→ **GOAL OF THE EXERCISE**: Return, exactly as written, every line from the first line of the data below through the line that contains "live image samples".

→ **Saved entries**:
______

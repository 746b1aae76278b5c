// This Source Code Form is subject to the terms of the Mozilla Public
// License, v. 2.0. If a copy of the MPL was not distributed with this
// file, You can obtain one at http://mozilla.org/MPL/2.0/.

//! Calculate the energy of an image
//!
//! The energy of a pixel is an L1 Sobel-style gradient of luminance
//! over its eight neighbors.  Anything outside the live image samples
//! as black, so the outer ring of pixels always looks like an abrupt
//! edge.  That is deliberate: it pushes seams away from the borders,
//! and clamping to the nearest in-bounds pixel instead would change
//! which seams get chosen there.

use crate::twodmap::TwoDimensionalMap;
use image::{GenericImageView, GrayImage, ImageBuffer, Luma, Pixel, Primitive};
use num_traits::NumCast;
use std::ops::Index;

const RED: f32 = 0.2126;
const GREEN: f32 = 0.7152;
const BLUE: f32 = 0.0722;

#[inline]
fn channel<S: Primitive>(c: S) -> f32 {
    <f32 as NumCast>::from(c).unwrap_or(0.0)
}

/// The brightness of the pixel at `(x, y)`, on the image's own channel
/// scale.  Coordinates may be one pixel outside the live image, in
/// which case the answer is zero.  Alpha is ignored.
pub fn luminance<P: Pixel>(pixels: &TwoDimensionalMap<P>, x: i64, y: i64) -> f32 {
    match pixels.get(x, y) {
        Some(pixel) => {
            let rgb = pixel.to_rgb();
            let c = rgb.0;
            RED * channel(c[0]) + GREEN * channel(c[1]) + BLUE * channel(c[2])
        }
        None => 0.0,
    }
}

/// The energy of one pixel, from the luminance of its eight neighbors:
///
/// ```text
///   gx = NW + W + SW - NE - E - SE
///   gy = NW + N + NE - SW - S - SE
///   e  = |gx| + |gy|
/// ```
pub fn pixel_energy<P: Pixel>(pixels: &TwoDimensionalMap<P>, x: u32, y: u32) -> f32 {
    let (x, y) = (<i64 as From<u32>>::from(x), <i64 as From<u32>>::from(y));
    let lum = |dx: i64, dy: i64| luminance(pixels, x + dx, y + dy);

    let (nw, n, ne) = (lum(-1, -1), lum(0, -1), lum(1, -1));
    let (w, e) = (lum(-1, 0), lum(1, 0));
    let (sw, s, se) = (lum(-1, 1), lum(0, 1), lum(1, 1));

    let gx = nw + w + sw - ne - e - se;
    let gy = nw + n + ne - sw - s - se;
    gx.abs() + gy.abs()
}

/// The energy of every live pixel, kept parallel to the pixel buffer.
#[derive(Debug, Clone)]
pub struct EnergyField {
    map: TwoDimensionalMap<f32>,
}

impl EnergyField {
    /// Compute the energy of every pixel once.
    pub fn compute<P: Pixel>(pixels: &TwoDimensionalMap<P>) -> Self {
        let (width, height) = pixels.dimensions();
        EnergyField {
            map: TwoDimensionalMap::from_fn(width, height, |x, y| pixel_energy(pixels, x, y)),
        }
    }

    /// A convenience wrapper: the energy field of an image view.
    pub fn from_image<I, P>(image: &I) -> Self
    where
        I: GenericImageView<Pixel = P>,
        P: Pixel,
    {
        let (width, height) = image.dimensions();
        Self::compute(&TwoDimensionalMap::from_fn(width, height, |x, y| {
            image.get_pixel(x, y)
        }))
    }

    pub fn width(&self) -> u32 {
        self.map.width()
    }

    pub fn height(&self) -> u32 {
        self.map.height()
    }

    /// The live energies of row `y`.
    pub fn row(&self, y: u32) -> &[f32] {
        self.map.row(y)
    }

    /// Recompute a single pixel against the current state of `pixels`.
    pub fn refresh<P: Pixel>(&mut self, pixels: &TwoDimensionalMap<P>, x: u32, y: u32) {
        self.map[(x, y)] = pixel_energy(pixels, x, y);
    }

    pub(crate) fn remove_seam(&mut self, seam: &[u32]) {
        self.map.remove_seam(seam);
    }

    /// Render the field as a grayscale image, scaled so the most
    /// energetic pixel is white.
    pub fn to_image(&self) -> GrayImage {
        let (width, height) = self.map.dimensions();
        let peak = (0..height)
            .flat_map(|y| self.map.row(y).iter().copied())
            .fold(0.0f32, f32::max);
        ImageBuffer::from_fn(width, height, |x, y| {
            if peak <= 0.0 {
                return Luma([0]);
            }
            let scaled = (self.map[(x, y)] / peak * 255.0).round();
            Luma([<u8 as NumCast>::from(scaled).unwrap_or(u8::MAX)])
        })
    }
}

impl Index<(u32, u32)> for EnergyField {
    type Output = f32;

    fn index(&self, xy: (u32, u32)) -> &f32 {
        &self.map[xy]
    }
}
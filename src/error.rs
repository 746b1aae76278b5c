// This Source Code Form is subject to the terms of the Mozilla Public
// License, v. 2.0. If a copy of the MPL was not distributed with this
// file, You can obtain one at http://mozilla.org/MPL/2.0/.

//! Errors for the carver.  All of them are precondition failures,
//! reported before any pixel is touched.

use thiserror::Error;

#[derive(Error, Debug, Clone, PartialEq, Eq)]
pub enum CarveError {
    /// The image has no pixels along one of its axes.
    #[error("degenerate image {width}x{height}: both dimensions must be at least 1")]
    DegenerateImage { width: u32, height: u32 },

    /// Asked to remove as many seams as there are columns, or more.
    #[error("invalid seam count {seams}: must be less than the image width {width}")]
    InvalidSeamCount { seams: u32, width: u32 },

    /// A cost table strategy name that isn't one we know.
    #[error("unknown cost table strategy {0:?}: expected \"full\" or \"incremental\"")]
    UnknownStrategy(String),
}

pub type Result<T> = std::result::Result<T, CarveError>;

______

→ **ANSWER SECTION**:
repository 746b1aae76278b5c
// This Source Code Form is subject to the terms of the Mozilla Public
// License, v. 2.0. If a copy of the MPL was not distributed with this
// file, You can obtain one at http://mozilla.org/MPL/2.0/.

//! Calculate the energy of an image
//!
//! The energy of a pixel is an L1 Sobel-style gradient of luminance
//! over its eight neighbors.  Anything outside the live image samples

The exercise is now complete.